[Instructions for the task]:
Beneath this task is a listing; tally its lines that contain "static" and give only the total.

======== Exercise inputs ========

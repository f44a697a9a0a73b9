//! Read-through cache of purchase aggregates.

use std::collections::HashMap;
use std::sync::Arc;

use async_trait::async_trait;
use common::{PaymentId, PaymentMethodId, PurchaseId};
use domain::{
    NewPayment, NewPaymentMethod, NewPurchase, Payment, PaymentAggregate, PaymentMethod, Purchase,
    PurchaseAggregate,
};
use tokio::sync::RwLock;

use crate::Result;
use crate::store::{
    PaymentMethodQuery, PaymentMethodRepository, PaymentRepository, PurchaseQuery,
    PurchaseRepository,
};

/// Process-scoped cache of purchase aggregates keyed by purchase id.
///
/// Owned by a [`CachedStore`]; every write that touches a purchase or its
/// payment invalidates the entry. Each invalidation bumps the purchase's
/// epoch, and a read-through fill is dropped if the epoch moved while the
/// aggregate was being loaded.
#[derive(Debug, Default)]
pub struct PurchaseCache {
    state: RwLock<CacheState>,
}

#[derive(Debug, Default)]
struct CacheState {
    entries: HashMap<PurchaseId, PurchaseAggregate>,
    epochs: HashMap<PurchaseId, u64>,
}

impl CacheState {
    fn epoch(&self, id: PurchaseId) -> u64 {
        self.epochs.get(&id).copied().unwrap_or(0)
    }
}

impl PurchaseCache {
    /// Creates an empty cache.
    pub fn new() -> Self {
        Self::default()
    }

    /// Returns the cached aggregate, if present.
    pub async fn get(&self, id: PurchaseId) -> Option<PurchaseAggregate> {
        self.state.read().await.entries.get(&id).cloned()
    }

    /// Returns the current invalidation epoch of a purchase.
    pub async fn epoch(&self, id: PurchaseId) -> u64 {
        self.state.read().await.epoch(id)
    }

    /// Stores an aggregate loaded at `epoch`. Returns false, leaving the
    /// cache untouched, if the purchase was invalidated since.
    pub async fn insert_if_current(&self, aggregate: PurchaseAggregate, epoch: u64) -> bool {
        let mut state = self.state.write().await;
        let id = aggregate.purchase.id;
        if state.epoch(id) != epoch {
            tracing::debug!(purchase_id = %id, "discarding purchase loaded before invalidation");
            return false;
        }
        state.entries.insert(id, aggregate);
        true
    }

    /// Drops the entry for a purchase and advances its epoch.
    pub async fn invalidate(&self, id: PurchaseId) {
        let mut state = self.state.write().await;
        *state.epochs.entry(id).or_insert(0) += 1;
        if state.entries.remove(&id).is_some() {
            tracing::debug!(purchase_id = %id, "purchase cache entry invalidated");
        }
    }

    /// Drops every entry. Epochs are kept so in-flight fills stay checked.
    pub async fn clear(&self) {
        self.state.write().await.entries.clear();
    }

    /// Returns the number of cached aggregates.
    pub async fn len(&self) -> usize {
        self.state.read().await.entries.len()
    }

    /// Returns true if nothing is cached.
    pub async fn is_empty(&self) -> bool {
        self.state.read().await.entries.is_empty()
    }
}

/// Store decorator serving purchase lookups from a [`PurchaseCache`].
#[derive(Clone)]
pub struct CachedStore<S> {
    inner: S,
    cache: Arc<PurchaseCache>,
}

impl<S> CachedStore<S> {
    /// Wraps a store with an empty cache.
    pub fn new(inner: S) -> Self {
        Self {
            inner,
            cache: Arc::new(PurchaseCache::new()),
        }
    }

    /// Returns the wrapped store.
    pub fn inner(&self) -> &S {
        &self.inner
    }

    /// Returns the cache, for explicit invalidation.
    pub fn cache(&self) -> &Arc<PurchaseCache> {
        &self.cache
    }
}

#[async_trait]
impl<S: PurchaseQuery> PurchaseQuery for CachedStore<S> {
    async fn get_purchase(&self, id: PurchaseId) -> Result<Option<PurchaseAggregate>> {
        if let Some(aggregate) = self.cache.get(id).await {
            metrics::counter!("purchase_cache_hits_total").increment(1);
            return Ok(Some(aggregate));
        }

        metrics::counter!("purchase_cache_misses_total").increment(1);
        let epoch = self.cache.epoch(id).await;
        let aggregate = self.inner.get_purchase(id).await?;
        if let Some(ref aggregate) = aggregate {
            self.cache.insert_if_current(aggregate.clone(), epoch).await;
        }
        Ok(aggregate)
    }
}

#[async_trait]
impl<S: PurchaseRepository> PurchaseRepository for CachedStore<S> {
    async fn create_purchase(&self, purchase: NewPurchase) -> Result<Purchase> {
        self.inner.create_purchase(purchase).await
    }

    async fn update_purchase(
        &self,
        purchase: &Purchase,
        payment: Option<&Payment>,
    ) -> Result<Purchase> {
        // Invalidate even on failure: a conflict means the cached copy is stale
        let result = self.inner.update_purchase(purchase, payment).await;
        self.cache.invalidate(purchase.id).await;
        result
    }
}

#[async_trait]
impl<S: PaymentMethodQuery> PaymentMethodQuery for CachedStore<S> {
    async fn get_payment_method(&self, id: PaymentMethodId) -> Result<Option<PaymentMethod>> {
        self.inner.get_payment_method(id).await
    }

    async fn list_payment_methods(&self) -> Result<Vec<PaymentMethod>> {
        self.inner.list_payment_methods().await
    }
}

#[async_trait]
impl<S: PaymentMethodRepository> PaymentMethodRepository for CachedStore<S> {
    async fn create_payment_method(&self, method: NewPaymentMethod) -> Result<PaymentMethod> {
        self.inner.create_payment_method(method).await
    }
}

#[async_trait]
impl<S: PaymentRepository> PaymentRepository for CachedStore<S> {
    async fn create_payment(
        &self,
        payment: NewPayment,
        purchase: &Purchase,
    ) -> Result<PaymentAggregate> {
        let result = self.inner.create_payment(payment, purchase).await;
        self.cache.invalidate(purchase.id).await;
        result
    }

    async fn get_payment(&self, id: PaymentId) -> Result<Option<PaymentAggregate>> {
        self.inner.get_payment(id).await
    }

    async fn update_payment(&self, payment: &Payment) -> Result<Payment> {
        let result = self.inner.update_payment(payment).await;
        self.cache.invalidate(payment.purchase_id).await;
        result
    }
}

========
======== Exercise inputs ========

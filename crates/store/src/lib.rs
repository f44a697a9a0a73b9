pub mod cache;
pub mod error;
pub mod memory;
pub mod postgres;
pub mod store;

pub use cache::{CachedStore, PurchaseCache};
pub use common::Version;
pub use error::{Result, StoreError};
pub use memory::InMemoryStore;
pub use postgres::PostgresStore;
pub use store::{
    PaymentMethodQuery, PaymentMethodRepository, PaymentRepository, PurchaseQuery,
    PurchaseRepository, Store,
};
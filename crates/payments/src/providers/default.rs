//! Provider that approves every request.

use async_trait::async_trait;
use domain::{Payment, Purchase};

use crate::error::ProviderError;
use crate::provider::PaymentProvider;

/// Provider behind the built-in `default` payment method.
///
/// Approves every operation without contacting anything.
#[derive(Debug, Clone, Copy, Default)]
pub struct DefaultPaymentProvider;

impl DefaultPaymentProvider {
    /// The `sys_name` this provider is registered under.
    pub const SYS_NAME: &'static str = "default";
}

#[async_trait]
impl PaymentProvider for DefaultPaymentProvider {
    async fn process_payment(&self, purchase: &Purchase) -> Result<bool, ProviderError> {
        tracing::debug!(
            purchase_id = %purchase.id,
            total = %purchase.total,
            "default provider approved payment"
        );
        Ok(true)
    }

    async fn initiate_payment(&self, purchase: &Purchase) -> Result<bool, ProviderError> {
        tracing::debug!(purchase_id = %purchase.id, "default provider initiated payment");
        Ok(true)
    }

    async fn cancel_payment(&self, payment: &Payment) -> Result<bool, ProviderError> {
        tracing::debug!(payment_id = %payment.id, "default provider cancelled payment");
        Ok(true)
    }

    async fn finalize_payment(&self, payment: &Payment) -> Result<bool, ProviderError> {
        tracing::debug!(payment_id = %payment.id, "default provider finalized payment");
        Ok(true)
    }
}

========
======== Exercise inputs ========

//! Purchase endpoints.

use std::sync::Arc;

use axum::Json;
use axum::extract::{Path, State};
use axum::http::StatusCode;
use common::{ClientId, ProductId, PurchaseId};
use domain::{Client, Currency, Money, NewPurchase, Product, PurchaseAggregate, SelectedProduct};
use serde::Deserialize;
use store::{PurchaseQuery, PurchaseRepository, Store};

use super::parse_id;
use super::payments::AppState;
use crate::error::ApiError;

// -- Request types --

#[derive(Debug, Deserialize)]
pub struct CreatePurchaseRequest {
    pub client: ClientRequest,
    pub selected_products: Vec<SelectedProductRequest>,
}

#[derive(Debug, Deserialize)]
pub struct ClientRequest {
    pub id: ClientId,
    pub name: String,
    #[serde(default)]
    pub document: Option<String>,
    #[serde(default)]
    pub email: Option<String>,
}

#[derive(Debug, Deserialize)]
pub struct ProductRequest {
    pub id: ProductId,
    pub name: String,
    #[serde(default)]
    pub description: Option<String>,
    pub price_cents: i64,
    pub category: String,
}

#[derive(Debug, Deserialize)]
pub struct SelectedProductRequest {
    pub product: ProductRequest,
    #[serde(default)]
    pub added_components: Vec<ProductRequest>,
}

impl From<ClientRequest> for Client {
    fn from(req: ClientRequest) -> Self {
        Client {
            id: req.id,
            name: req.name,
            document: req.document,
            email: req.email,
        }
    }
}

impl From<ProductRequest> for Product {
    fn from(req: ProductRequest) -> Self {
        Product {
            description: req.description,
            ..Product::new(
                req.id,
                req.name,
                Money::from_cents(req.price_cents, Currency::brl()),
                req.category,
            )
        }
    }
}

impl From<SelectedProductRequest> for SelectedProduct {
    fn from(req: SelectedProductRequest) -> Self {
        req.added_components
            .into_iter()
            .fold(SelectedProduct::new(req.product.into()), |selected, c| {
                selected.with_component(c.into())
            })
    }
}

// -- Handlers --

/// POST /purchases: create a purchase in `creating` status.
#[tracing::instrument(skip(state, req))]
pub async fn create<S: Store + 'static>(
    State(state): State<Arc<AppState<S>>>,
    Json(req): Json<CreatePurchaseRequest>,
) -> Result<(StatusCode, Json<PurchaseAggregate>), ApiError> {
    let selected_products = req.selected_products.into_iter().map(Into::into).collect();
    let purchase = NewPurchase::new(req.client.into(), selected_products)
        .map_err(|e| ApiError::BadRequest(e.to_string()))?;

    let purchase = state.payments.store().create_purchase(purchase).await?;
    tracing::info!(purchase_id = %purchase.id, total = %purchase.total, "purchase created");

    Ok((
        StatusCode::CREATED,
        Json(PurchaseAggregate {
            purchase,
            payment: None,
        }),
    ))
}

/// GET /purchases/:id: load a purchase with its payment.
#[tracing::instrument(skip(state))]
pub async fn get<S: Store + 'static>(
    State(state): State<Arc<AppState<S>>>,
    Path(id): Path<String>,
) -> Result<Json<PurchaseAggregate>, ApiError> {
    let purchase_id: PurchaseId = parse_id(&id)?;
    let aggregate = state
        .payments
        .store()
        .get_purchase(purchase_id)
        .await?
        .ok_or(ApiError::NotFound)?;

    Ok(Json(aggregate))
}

========

[Solved exercise]:
3